Vanderbilt CEO sees clinical decision support as key to cutting healthcare waste

Clinicians need timely information to help them make value-based choices that consider cost and quality, says Jeff Balser, MD.

If the U.S. hopes to reduce an estimated $1 trillion in annual healthcare waste, the industry must do a better job of getting information to clinicians via decision support systems so they can provide value-based care to patients, contends Jeff Balser, MD, CEO of Vanderbilt University Medical Center.

According to Balser, the largest sources of America’s healthcare waste are “unnecessary services” that would be labeled “sloppiness” in most other industries. In particular, he charges that provider organizations do not systematically manage what tests are ordered for patients and which drugs are administered. As a result, Balser believes quality and cost are not being optimized.

“The root causes are predominantly system failures in our ability to effectively communicate—not only in transmitting the key information about our patients and the care they are receiving, but also shortcomings in the decision support that clinicians need to provide care that is timely and cost-effective—within and across our healthcare systems,” Balser testified on Tuesday before a Senate health committee hearing on reducing healthcare costs.

While he made it clear to lawmakers that the drugs and tests physicians are generally ordering are not “wrong or bad” for patients, Balser made the case that “too often we fail to systematically provide timely information to help clinicians make value‐based choices.”

He gave the example of a common infection in which the “offending organism may be sensitive to as many as 10 antibiotics that are all effective, yet the range of prices for those drugs could differ by a factor of 10 or even 100—and the healthcare team often will have little information on those details.”

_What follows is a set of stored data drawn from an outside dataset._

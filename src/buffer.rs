// Copyright 2024 The vev developers
//
// Licensed under the Apache License, Version 2.0 (the "License");
// you may not use this file except in compliance with the License.
// You may obtain a copy of the License at
//
//     http://www.apache.org/licenses/LICENSE-2.0
//
// Unless required by applicable law or agreed to in writing, software
// distributed under the License is distributed on an "AS IS" BASIS,
// WITHOUT WARRANTIES OR CONDITIONS OF ANY KIND, either express or implied.
// See the License for the specific language governing permissions and
// limitations under the License.

//! Growable byte buffer with read/write cursors.
//!
//! The region between the cursors holds unread data; the space before the
//! read cursor is reclaimed by compaction before the buffer is grown. A
//! socket read lands in the writable tail and spills into a stack buffer so
//! a single syscall can pull in more than the current capacity.

use std::io::{self, IoSlice, IoSliceMut, Read, Write};

const INITIAL_CAPACITY: usize = 1024;

/// Size of the stack-side spill buffer used by [`Buffer::read_from`].
const SPILL_SIZE: usize = 64 * 1024;

/// A contiguous byte region with advancing read and write cursors.
///
/// Invariant: `read_pos <= write_pos <= capacity`.
#[derive(Debug)]
pub struct Buffer {
    buf: Vec<u8>,
    read_pos: usize,
    write_pos: usize,
}

impl Default for Buffer {
    fn default() -> Self {
        Self::new(INITIAL_CAPACITY)
    }
}

impl Buffer {
    /// Creates a buffer with the given initial capacity.
    pub fn new(capacity: usize) -> Self {
        Self {
            buf: vec![0; capacity],
            read_pos: 0,
            write_pos: 0,
        }
    }

    /// Bytes available to read.
    pub fn readable_bytes(&self) -> usize {
        self.write_pos - self.read_pos
    }

    /// Bytes available to write without growing.
    pub fn writable_bytes(&self) -> usize {
        self.buf.len() - self.write_pos
    }

    /// Bytes already consumed in front of the read cursor.
    pub fn prependable_bytes(&self) -> usize {
        self.read_pos
    }

    /// The unread region.
    pub fn peek(&self) -> &[u8] {
        &self.buf[self.read_pos..self.write_pos]
    }

    /// Advances the read cursor by `len` bytes.
    ///
    /// # Panics
    /// Panics if `len` exceeds the readable region.
    pub fn retrieve(&mut self, len: usize) {
        assert!(len <= self.readable_bytes());
        self.read_pos += len;
    }

    /// Advances the read cursor to `end`, an offset into the readable region.
    pub fn retrieve_until(&mut self, end: usize) {
        self.retrieve(end);
    }

    /// Resets both cursors, discarding any unread data.
    pub fn retrieve_all(&mut self) {
        self.read_pos = 0;
        self.write_pos = 0;
    }

    /// Takes the readable bytes as a string and resets the buffer.
    pub fn retrieve_all_to_string(&mut self) -> String {
        let s = String::from_utf8_lossy(self.peek()).into_owned();
        self.retrieve_all();
        s
    }

    /// Appends `data`, growing or compacting as needed.
    pub fn append(&mut self, data: &[u8]) {
        self.ensure_writable(data.len());
        self.buf[self.write_pos..self.write_pos + data.len()].copy_from_slice(data);
        self.has_written(data.len());
    }

    /// Marks `len` bytes past the write cursor as written.
    pub fn has_written(&mut self, len: usize) {
        debug_assert!(len <= self.writable_bytes());
        self.write_pos += len;
    }

    /// Guarantees room for `len` writable bytes, compacting the consumed
    /// prefix when that suffices and growing the region otherwise.
    pub fn ensure_writable(&mut self, len: usize) {
        if self.writable_bytes() < len {
            self.make_space(len);
        }
        debug_assert!(self.writable_bytes() >= len);
    }

    fn make_space(&mut self, len: usize) {
        if self.writable_bytes() + self.prependable_bytes() < len {
            self.buf.resize(self.write_pos + len + 1, 0);
        } else {
            let readable = self.readable_bytes();
            self.buf.copy_within(self.read_pos..self.write_pos, 0);
            self.read_pos = 0;
            self.write_pos = readable;
        }
    }

    /// Scatter-reads from `r` into the writable tail plus a stack spill
    /// buffer, then appends whatever overflowed. One syscall per call.
    ///
    /// `Ok(0)` means end of stream. `WouldBlock` is returned unchanged for
    /// the caller's drain loop to interpret.
    pub fn read_from<R: Read>(&mut self, r: &mut R) -> io::Result<usize> {
        let mut spill = [0u8; SPILL_SIZE];
        let writable = self.writable_bytes();
        let write_pos = self.write_pos;
        let n = {
            let (tail, spill) = (&mut self.buf[write_pos..], &mut spill[..]);
            let mut iovs = [IoSliceMut::new(tail), IoSliceMut::new(spill)];
            r.read_vectored(&mut iovs)?
        };
        if n <= writable {
            self.write_pos += n;
        } else {
            self.write_pos = self.buf.len();
            self.append(&spill[..n - writable]);
        }
        Ok(n)
    }

    /// Drains the readable region into `w` with a single syscall, advancing
    /// the read cursor by however much was accepted.
    pub fn write_to<W: Write>(&mut self, w: &mut W) -> io::Result<usize> {
        let n = w.write(self.peek())?;
        self.read_pos += n;
        Ok(n)
    }

    /// The readable region as an [`IoSlice`] for gather writes.
    pub fn as_io_slice(&self) -> IoSlice<'_> {
        IoSlice::new(self.peek())
    }
}

#[cfg(test)]
mod test {
    use super::Buffer;
    use std::io::{self, IoSliceMut, Read};

    fn invariants(b: &Buffer) {
        assert!(b.read_pos <= b.write_pos);
        assert!(b.write_pos <= b.buf.len());
        assert_eq!(
            b.readable_bytes() + b.writable_bytes() + b.prependable_bytes(),
            b.buf.len()
        );
    }

    #[test]
    fn append_extends_readable_region() {
        let mut b = Buffer::default();
        b.append(b"hello");
        b.append(b" world");
        assert_eq!(11, b.readable_bytes());
        assert_eq!(b"hello world", b.peek());
        invariants(&b);
    }

    #[test]
    fn retrieve_advances_and_retrieve_all_resets() {
        let mut b = Buffer::default();
        b.append(b"abcdef");
        b.retrieve(2);
        assert_eq!(b"cdef", b.peek());
        assert_eq!(2, b.prependable_bytes());
        b.retrieve_all();
        assert_eq!(0, b.readable_bytes());
        assert_eq!(0, b.prependable_bytes());
        invariants(&b);
    }

    #[test]
    fn retrieve_until_advances_past_a_line_boundary() {
        let mut b = Buffer::default();
        b.append(b"GET / HTTP/1.1\r\nrest");
        let end = b.peek().windows(2).position(|w| w == b"\r\n").unwrap() + 2;
        b.retrieve_until(end);
        assert_eq!(b"rest", b.peek());
        invariants(&b);
    }

    #[test]
    fn retrieve_all_to_string_round_trips() {
        let mut b = Buffer::default();
        b.append(b"GET / HTTP/1.1");
        assert_eq!("GET / HTTP/1.1", b.retrieve_all_to_string());
        assert_eq!(0, b.readable_bytes());
    }

    #[test]
    fn append_beyond_capacity_grows() {
        let mut b = Buffer::new(8);
        b.append(&[b'x'; 100]);
        assert_eq!(100, b.readable_bytes());
        invariants(&b);
    }

    #[test]
    fn consumed_prefix_is_compacted_before_growing() {
        let mut b = Buffer::new(16);
        b.append(&[b'a'; 12]);
        b.retrieve(10);
        // 2 readable, 4 writable, 10 prependable: room for 8 via compaction.
        let cap_before = b.buf.len();
        b.append(&[b'b'; 8]);
        assert_eq!(cap_before, b.buf.len());
        assert_eq!(b"aabbbbbbbb", b.peek());
        invariants(&b);
    }

    /// Reader that fills every provided slice, exercising the spill path.
    struct Flood(usize);

    impl Read for Flood {
        fn read(&mut self, buf: &mut [u8]) -> io::Result<usize> {
            let n = self.0.min(buf.len());
            buf[..n].fill(b'z');
            self.0 -= n;
            Ok(n)
        }

        fn read_vectored(&mut self, bufs: &mut [IoSliceMut<'_>]) -> io::Result<usize> {
            let mut total = 0;
            for b in bufs {
                let n = self.0.min(b.len());
                b[..n].fill(b'z');
                self.0 -= n;
                total += n;
            }
            Ok(total)
        }
    }

    #[test]
    fn scatter_read_overflow_lands_in_buffer() {
        let mut b = Buffer::default();
        let n = b.read_from(&mut Flood(4096)).unwrap();
        assert_eq!(4096, n);
        assert_eq!(4096, b.readable_bytes());
        assert!(b.peek().iter().all(|&c| c == b'z'));
        invariants(&b);
    }

    #[test]
    fn write_to_drains_readable_region() {
        let mut b = Buffer::default();
        b.append(b"response bytes");
        let mut out = Vec::new();
        let n = b.write_to(&mut out).unwrap();
        assert_eq!(14, n);
        assert_eq!(b"response bytes", out.as_slice());
        assert_eq!(0, b.readable_bytes());
    }
}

To address this information shortfall, Balser contends that clinical decision support systems—like the one implemented by Vanderbilt University Medical Center—can help guide physicians when choosing certain drugs or tests.

“At Vanderbilt, our pioneering efforts to develop one of the first health information systems capable of delivering this kind of information to the bedside dates to the late 1990s,” he testified. “However, we learned early on that technology alone is not sufficient to change practice. Over the years, we’ve also engaged our clinicians to help us formulate the best practice, guided by a clinician‐led pharmacy and therapeutics committee. Importantly, our clinicians can override the electronic decision support based on their view of the clinical situation.”

Also See: Vanderbilt execs say system is ready for transition to Epic platform

Balser told the Senate committee that providing the information physicians need at the point of care—through the clinical decision support and electronic health record systems as well as people and process—is yielding significant results for Vanderbilt.

“Since 2010, inpatient drug expense—even corrected for discharge volume and disease severity—has more than doubled across teaching hospitals in America that as a group perform the nation’s most complex care,” testified Balser. “Over this time, Vanderbilt has managed to hold costs well below the national median, saving about $35 million a year. Given the success, we’ve begun to expand the same practice to diagnostic test ordering—an even larger opportunity. In one example, genetic testing, we’ve already estimated that $1 million in annual costs can be saved.”